In this article, we’re looking at the changes that have happened in the industry over the last few years, what we anticipate for the future and how the team here at Ogle is making continuous advancements to ensure we’re delivering the best results for our customers.
Let’s get started with the biggest change we’re noticing in the world of industrial 3D printing and model making which is project timescales. As the technology has advanced in this sector, so too has the demand for ever-complex products with increasingly shrinking lead times. All this with the same exceptional quality and craftsmanship as before.
At Ogle, we’re used to supporting demanding sectors with challenging geometries and have noticed that the same processes are now being used more and more for low-volume production where customisation is becoming more prominent, and products are not necessarily going to be produced in the high volumes suited for injection moulding.

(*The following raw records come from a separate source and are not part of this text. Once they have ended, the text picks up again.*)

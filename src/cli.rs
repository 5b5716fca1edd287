//! # pullerctl
//!
//! Command-line interface for the Puller controller.
//!
//! ## Usage
//!
//! ```bash
//! # Force a reconcile of a Puller
//! pullerctl reconcile --name creds1
//!
//! # List all Puller resources
//! pullerctl list
//!
//! # Show status of a Puller
//! pullerctl status --name creds1
//! ```

use anyhow::{Context, Result};
use clap::{Parser, Subcommand};
use kube::api::{Api, ListParams, Patch, PatchParams};
use kube::{Client, ResourceExt};
use puller_controller::constants::{CONDITION_TYPE_ERROR, CONDITION_TYPE_READY, RECONCILE_ANNOTATION};
use puller_controller::crd::{Puller, PullerStatus};
use serde_json::json;

/// Puller controller CLI
#[derive(Parser, Debug)]
#[command(name = "pullerctl")]
#[command(about = "Inspect and trigger Puller resources", long_about = None)]
struct Cli {
    #[command(subcommand)]
    command: Commands,
}

#[derive(Subcommand, Debug)]
enum Commands {
    /// Trigger reconciliation of a Puller by stamping an annotation
    Reconcile {
        /// Name of the Puller resource
        #[arg(short, long)]
        name: String,
    },
    /// List all Puller resources
    List,
    /// Show status of a Puller resource
    Status {
        /// Name of the Puller resource
        #[arg(short, long)]
        name: String,
    },
}

#[tokio::main]
async fn main() -> Result<()> {
    puller_controller::observability::init_tracing("pullerctl=info");

    let cli = Cli::parse();

    let client = Client::try_default()
        .await
        .context("Failed to create Kubernetes client. Ensure kubeconfig is configured.")?;
    let api: Api<Puller> = Api::all(client);

    match cli.command {
        Commands::Reconcile { name } => reconcile_command(&api, &name).await,
        Commands::List => list_command(&api).await,
        Commands::Status { name } => status_command(&api, &name).await,
    }
}

/// Any metadata change produces a watch event, which the controller reconciles
async fn reconcile_command(api: &Api<Puller>, name: &str) -> Result<()> {
    println!("Triggering reconciliation for Puller '{name}'...");

    let timestamp = chrono::Utc::now().to_rfc3339();
    let patch = json!({
        "metadata": {
            "annotations": {
                RECONCILE_ANNOTATION: timestamp
            }
        }
    });

    api.patch(name, &PatchParams::default(), &Patch::Merge(patch))
        .await
        .with_context(|| format!("Failed to trigger reconciliation for '{name}'"))?;

    println!("Reconciliation triggered");
    println!("   Resource: {name}");
    println!("   Timestamp: {timestamp}");
    Ok(())
}

fn condition_cell(status: Option<&PullerStatus>, condition_type: &str) -> String {
    status
        .and_then(|s| s.condition(condition_type))
        .map_or_else(|| "Unknown".to_string(), |c| c.status.to_string())
}

async fn list_command(api: &Api<Puller>) -> Result<()> {
    let pullers = api
        .list(&ListParams::default())
        .await
        .context("Failed to list Puller resources")?;

    if pullers.items.is_empty() {
        println!("No Puller resources found.");
        return Ok(());
    }

    println!("{:<30} {:<10} {:<10} {:<12}", "NAME", "READY", "ERROR", "REGISTRIES");
    println!("{}", "-".repeat(64));
    for puller in &pullers.items {
        println!(
            "{:<30} {:<10} {:<10} {:<12}",
            puller.name_any(),
            condition_cell(puller.status.as_ref(), CONDITION_TYPE_READY),
            condition_cell(puller.status.as_ref(), CONDITION_TYPE_ERROR),
            puller.spec.registries.len()
        );
    }
    Ok(())
}

async fn status_command(api: &Api<Puller>, name: &str) -> Result<()> {
    let puller = api
        .get(name)
        .await
        .with_context(|| format!("Failed to get Puller '{name}'"))?;

    println!("Status for Puller '{name}':\n");
    println!("Metadata:");
    if let Some(generation) = puller.metadata.generation {
        println!("  Generation: {generation}");
    }
    if puller.metadata.deletion_timestamp.is_some() {
        println!("  Terminating: true");
    }
    if !puller.finalizers().is_empty() {
        println!("  Finalizers: {}", puller.finalizers().join(", "));
    }

    println!("\nSpec:");
    for registry in &puller.spec.registries {
        // Credentials stay out of the terminal
        println!("  Registry: {}", registry.server);
    }
    match &puller.spec.namespace_selector {
        Some(selector) => println!("  Namespace selector: {}", serde_json::to_string(selector)?),
        None => println!("  Namespace selector: <all namespaces>"),
    }

    match &puller.status {
        Some(status) if !status.conditions.is_empty() => {
            println!("\nConditions:");
            for condition in &status.conditions {
                println!("  {}: {}", condition.r#type, condition.status);
                if let Some(reason) = &condition.reason {
                    println!("    Reason: {reason}");
                }
                if let Some(message) = &condition.message {
                    println!("    Message: {message}");
                }
                if let Some(time) = &condition.last_transition_time {
                    println!("    Last Transition: {time}");
                }
            }
        }
        _ => println!("\nStatus: No status available (resource may not have been reconciled yet)"),
    }
    Ok(())
}
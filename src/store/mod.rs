//! # Object Store
//!
//! The controller's view of the cluster: typed get/list/create/replace for the
//! handful of kinds it touches. Writes carry the object's `resourceVersion`,
//! so a stale copy is rejected with [`StoreError::Conflict`] instead of
//! silently overwriting a concurrent change.
//!
//! - `kube` - live implementation over the Kubernetes API
//! - `memory` - in-memory implementation used by tests, behind the
//!   `test-util` feature

pub mod kube;
#[cfg(any(test, feature = "test-util"))]
pub mod memory;

pub use self::kube::KubeStore;
#[cfg(any(test, feature = "test-util"))]
pub use self::memory::InMemoryStore;

use crate::crd::Puller;
use async_trait::async_trait;
use k8s_openapi::api::core::v1::{Namespace, Secret, ServiceAccount};
use k8s_openapi::apimachinery::pkg::apis::meta::v1::LabelSelector;
use thiserror::Error;

/// Errors returned by a [`ClusterStore`]
#[derive(Debug, Error)]
pub enum StoreError {
    #[error("{kind} {name} not found")]
    NotFound { kind: &'static str, name: String },
    #[error("conflict writing {kind} {name}: the object has been modified")]
    Conflict { kind: &'static str, name: String },
    #[error("{kind} {name} already exists")]
    AlreadyExists { kind: &'static str, name: String },
    #[error("API error {code}: {message}")]
    Api { code: u16, message: String },
    #[error("transport error: {0}")]
    Transport(String),
    #[error("invalid label selector: {0}")]
    Selector(#[from] crate::selector::SelectorError),
    #[error("serialization error: {0}")]
    Serialization(#[from] serde_json::Error),
}

impl StoreError {
    /// Whether a fetch-modify-write cycle should be retried
    ///
    /// A create that lost the race to a concurrent writer behaves like a
    /// stale update: refetch and try again.
    pub fn is_conflict(&self) -> bool {
        matches!(
            self,
            StoreError::Conflict { .. } | StoreError::AlreadyExists { .. }
        )
    }

    pub fn is_not_found(&self) -> bool {
        matches!(self, StoreError::NotFound { .. })
    }
}

/// Object store capability consumed by the reconciler
#[async_trait]
pub trait ClusterStore: Send + Sync + std::fmt::Debug {
    async fn get_puller(&self, name: &str) -> Result<Option<Puller>, StoreError>;
    /// Replace metadata and spec; status is left untouched
    async fn replace_puller(&self, puller: &Puller) -> Result<Puller, StoreError>;
    /// Replace the status subresource only
    async fn replace_puller_status(&self, puller: &Puller) -> Result<Puller, StoreError>;

    /// List namespaces, optionally filtered by a label selector
    async fn list_namespaces(
        &self,
        selector: Option<&LabelSelector>,
    ) -> Result<Vec<Namespace>, StoreError>;

    async fn get_secret(&self, namespace: &str, name: &str) -> Result<Option<Secret>, StoreError>;
    async fn create_secret(&self, secret: &Secret) -> Result<Secret, StoreError>;
    async fn replace_secret(&self, secret: &Secret) -> Result<Secret, StoreError>;

    /// List service accounts in one namespace, or cluster-wide when `None`
    async fn list_service_accounts(
        &self,
        namespace: Option<&str>,
    ) -> Result<Vec<ServiceAccount>, StoreError>;
    async fn get_service_account(
        &self,
        namespace: &str,
        name: &str,
    ) -> Result<Option<ServiceAccount>, StoreError>;
    async fn replace_service_account(
        &self,
        service_account: &ServiceAccount,
    ) -> Result<ServiceAccount, StoreError>;
}

#[cfg(test)]
mod tests {
    use super::*;

    #[test]
    fn test_conflict_classification() {
        let conflict = StoreError::Conflict {
            kind: "Secret",
            name: "ns/a".into(),
        };
        let exists = StoreError::AlreadyExists {
            kind: "Secret",
            name: "ns/a".into(),
        };
        let api = StoreError::Api {
            code: 500,
            message: "boom".into(),
        };
        assert!(conflict.is_conflict());
        assert!(exists.is_conflict());
        assert!(!api.is_conflict());
        assert!(!api.is_not_found());
    }
}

In the last 18 months, we’ve invested over £1.5m in new machinery and it’s the reliability, traceability and accuracy that’s continuing to improve meaning we can deliver higher value, low-production parts for sectors like the medical industry where traditional methods of production aren’t feasible.
Coupling the advancements in technology with a greater availability of materials means we’re creating complex designs and features in tighter timescales, for a wider range of uses, such as bringing in a greater level of functionality for SLA prototypes. This means our customers can analyse and evaluate designs much faster and in a more efficient way.
Ultimately, this means product development cycles are shorter and products can be developed and out to market with lower costs and at a much faster rate than previously possible.
While technology has furthered the efficiency of industrial 3D printing and model making for multiple sectors, the advancement in technology alone is still not sufficient to deliver the quality required by the modern customer. That’s why we’ve always seen the importance of training and retaining skills within the business as something of paramount importance. Machines can speed up timescales but alone require a trained individual to ensure the quality is consistent and parts function in the right way. It’s the unique combination of newer machine capabilities and our model makers’ hand skills that allow for a wide range of complex models of the highest quality to be delivered in reduced timescales.